Linux Kernel API 中是有提供 list_swap 一函式，但是本次作業中 list.h 並沒有此函式。

void q_swap(struct list_head *head)
{
    // https://leetcode.com/problems/swap-nodes-in-pairs/
    if (!head)
        return;
    struct list_head *first = head->next, *second = head->next->next;
    while (first != head && second != head && first != second) {
        first->prev->next = second;
        first->next = second->next;
        second->next->prev = first;
        second->prev = first->prev;
        first->prev = second;
        second->next = first;
        first = first->next;
        second = second->next->next->next;
    }
}

更新：

因為 list_swap() 有在不只一個地方使用，於是寫成 helper function並取代掉原來的部份，讓程式碼更精簡。

void q_swap(struct list_head *head)
{
    // https://leetcode.com/problems/swap-nodes-in-pairs/
    if (!head)
        return;
    struct list_head *first = head->next, *second = head->next->next;
    while (first != head && second != head && first != second) {
        list_swap(first, second);
        first = first->next;
        second = second->next->next->next;
    }
}

q_delete_mid

使用兩個 list_head 指標 front, back分別指向第一個和最後一個 list_head ，每個步驟中分別將 front 往後指一單位 back 往前指一單位。

bool q_delete_mid(struct list_head *head)
{
    // https://leetcode.com/problems/delete-the-middle-node-of-a-linked-list/
    if (!head || list_empty(head))
        return false;
    struct list_head *front = head->next, *back = head->prev;
    while (front->prev != back && front != back) {
        front = front->next;
        back = back->prev;
    }
    list_del(front);
    element_t *ele = list_entry(front, element_t, list);
    free(ele->value);
    free(ele);
    return true;
}

更新：

發現有其他地方也會需要找到中間節點，所以把它寫成函式 q_find_mid

struct list_head *q_find_mid(struct list_head *head)
{
    if(!head || list_empty(head))
        return NULL;
    struct list_head *front = head->next, *back = head->prev;
    while (front->prev != back && front != back) {
        front = front->next;
        back = back->prev;
    }
    return front;
}

不過在寫mergesort時，因為將佇列轉成 NULL-teriminated singly-linked list，函式裡的 prev 都會失效，於是參考上課講義內使用兩快慢指標來找到中間節點。

q_delete_dup

使用兩個指標 curr 和 it， curr 指向當前要比較的值，由 it 往下將值相同的節點都刪除並加入由 removed 為 head 的一條新佇列，最後在呼叫前面實作的 q_free 將所有重複的節點與 removed 一同釋放。
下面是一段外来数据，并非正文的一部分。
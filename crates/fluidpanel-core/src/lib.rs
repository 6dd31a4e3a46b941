//! # FluidPanel Core
//!
//! Shared types for the FluidPanel device link: the error taxonomy,
//! the event model, and the per-connection event bus.

pub mod error;
pub mod event_bus;
pub mod events;

pub use error::{Error, Result};
pub use event_bus::{EventBus, EventFilter, SubscriptionId};
pub use events::{
    CommandEvent, ConnectionEvent, DisconnectReason, ErrorEvent, EventCategory, FileTransferEvent,
    PanelEvent, ResponseEvent, TelemetryEvent, TelemetryReport,
};
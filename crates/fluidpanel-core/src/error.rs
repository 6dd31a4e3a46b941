//! Error handling for FluidPanel
//!
//! A single taxonomy covering every failure the device link can surface:
//! transport faults, response timeouts, protocol violations, aborted
//! transfers, and operations attempted without a connection.
//!
//! All error types use `thiserror` for ergonomic error handling.

use thiserror::Error;

/// Main error type for the device communication layer
#[derive(Error, Debug)]
pub enum Error {
    /// Adapter-level connect/write/read failure
    #[error("Transport error: {reason}")]
    Transport {
        /// Description of the transport failure.
        reason: String,
    },

    /// No reply arrived within the response window
    #[error("No response within {timeout_ms}ms")]
    ResponseTimeout {
        /// The timeout duration in milliseconds.
        timeout_ms: u64,
    },

    /// Unexpected or malformed acknowledgment
    #[error("Protocol violation: {reason}")]
    Protocol {
        /// Description of the violation.
        reason: String,
    },

    /// Retry budget exhausted or transfer explicitly aborted
    #[error("Transfer aborted: {reason}")]
    TransferAborted {
        /// Why the transfer was aborted.
        reason: String,
    },

    /// Operation attempted with no active connection
    #[error("Not connected")]
    Disconnected,

    /// Standard I/O error
    #[error("I/O error: {0}")]
    Io(#[from] std::io::Error),

    /// Generic error
    #[error("{0}")]
    Other(String),
}

impl Error {
    /// Create a transport error from a string message
    pub fn transport(reason: impl Into<String>) -> Self {
        Error::Transport {
            reason: reason.into(),
        }
    }

    /// Create a protocol violation error from a string message
    pub fn protocol(reason: impl Into<String>) -> Self {
        Error::Protocol {
            reason: reason.into(),
        }
    }

    /// Create an error from a string message
    pub fn other(msg: impl Into<String>) -> Self {
        Error::Other(msg.into())
    }

    /// Check if this is a timeout error
    pub fn is_timeout(&self) -> bool {
        matches!(self, Error::ResponseTimeout { .. })
    }

    /// Check if this is a transport error
    pub fn is_transport_error(&self) -> bool {
        matches!(self, Error::Transport { .. } | Error::Io(_))
    }

    /// Check if this error means the connection is gone
    pub fn is_disconnected(&self) -> bool {
        matches!(self, Error::Disconnected)
    }
}

/// Result type using Error
pub type Result<T> = std::result::Result<T, Error>;

#[cfg(test)]
mod tests {
    use super::*;

    #[test]
    fn test_error_display() {
        let err = Error::transport("port vanished");
        assert_eq!(err.to_string(), "Transport error: port vanished");

        let err = Error::ResponseTimeout { timeout_ms: 5000 };
        assert_eq!(err.to_string(), "No response within 5000ms");

        let err = Error::Disconnected;
        assert_eq!(err.to_string(), "Not connected");
    }

    #[test]
    fn test_error_predicates() {
        assert!(Error::ResponseTimeout { timeout_ms: 100 }.is_timeout());
        assert!(!Error::Disconnected.is_timeout());
        assert!(Error::Disconnected.is_disconnected());
        assert!(Error::transport("x").is_transport_error());
        assert!(Error::from(std::io::Error::other("x")).is_transport_error());
    }
}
bool q_delete_dup(struct list_head *head)
{
    // https://leetcode.com/problems/remove-duplicates-from-sorted-list-ii/
    if (!head || list_empty(head))
        return false;
    struct list_head *curr = head->next;
    struct list_head *it = curr->next;
    struct list_head *removed = malloc(sizeof(struct list_head));
    INIT_LIST_HEAD(removed);
    while (curr != head && it != head) {
        element_t *ele_target = list_entry(curr, element_t, list);
        element_t *ele_curr = list_entry(it, element_t, list);
        if (it != head && !strcmp(ele_target->value, ele_curr->value)) {
            while (it != head && !strcmp(ele_target->value, ele_curr->value)) {
                ele_curr = list_entry(it->next, element_t, list);
                struct list_head *temp = it->next;
                list_del(it);
                list_add(it, removed);
                it = temp;
            }
            struct list_head *temp = curr->next;
            list_del(curr);
            list_add(curr, removed);
            curr = temp;
            it = curr->next;
        } else {
            curr = curr->next;
            it = curr->next;
        }
    }
    q_free(removed);
    return true;
}

q_reverse

將每個節點依序放到佇列的尾巴

void q_reverse(struct list_head *head) 
{
    if(!head || list_empty(head))
        return;
    struct list_head *node, *safe;
    list_for_each_safe(node, safe, head){
        list_move(node, head);
    }
}

q_sort

最初的想法是將鏈結串列拆成兩個有 head 的串列，再進行 mergesort，但是在 q_sort 內 malloc 是不允許的。在無法給拆解的兩條串列 head 的情況下，要操作 doubly-linked list 實在非常困難，想了很久實在想不到方法，所以先閱讀 linux/list_sort.c 才知道先將 doubly-linked list 轉成 singly-linked list 。

實作：

void q_sort(struct list_head *head)
{
    if (!head || list_empty(head))
        return;
    head->prev->next = NULL;
    head->next = merge_sort_list(head->next);
    struct list_head *prev = NULL, *curr = head;
    while (curr) {
        curr->prev = prev;
        prev = curr;
        curr = curr->next;
    }
    head->prev = prev;
    prev->next = head;
}

struct list_head *merge_sort_list(struct list_head *head)
{
    if (!head || !head->next)
        return head;
    struct list_head *slow = head, *mid;
    for (struct list_head *fast = head->next; fast && fast->next;
         fast = fast->next->next)
        slow = slow->next;
    mid = slow->next;
    slow->next = NULL;
    struct list_head *left = merge_sort_list(head),
                     *right = merge_sort_list(mid);
    return merge(left, right);
}

struct list_head *merge(struct list_head *l1, struct list_head *l2)
{
    struct list_head *head = NULL, **ptr = &head, **node;
    for (node = NULL; l1 && l2; *node = (*node)->next) {
        node = (strcmp(list_entry(l1, element_t, list)->value,
                       list_entry(l2, element_t, list)->value) < 0)
                   ? &l1
                   : &l2;
        *ptr = *node;
        ptr = &(*ptr)->next;
    }
    if (l1)
        *ptr = l1;
    else
        *ptr = l2;
    return head;
}

程式碼說明：

其中 merge_sort_list 是參考課程講義內你所部知道的 C 語言：linked list 和非連續記憶體 - Merge Sort 實作快慢指標找中間節點的方法，這裡無法使用我自己寫的 q_find_mid 是因為已經不是 doubly-circular-linked list，無法直接存取 head->prev 。merge 函式則是使用同一篇講義內 Merge two sorted list 使用 indirect pointer的方法。關於 linux/list_sort.c 內使用的方法目前還在研讀。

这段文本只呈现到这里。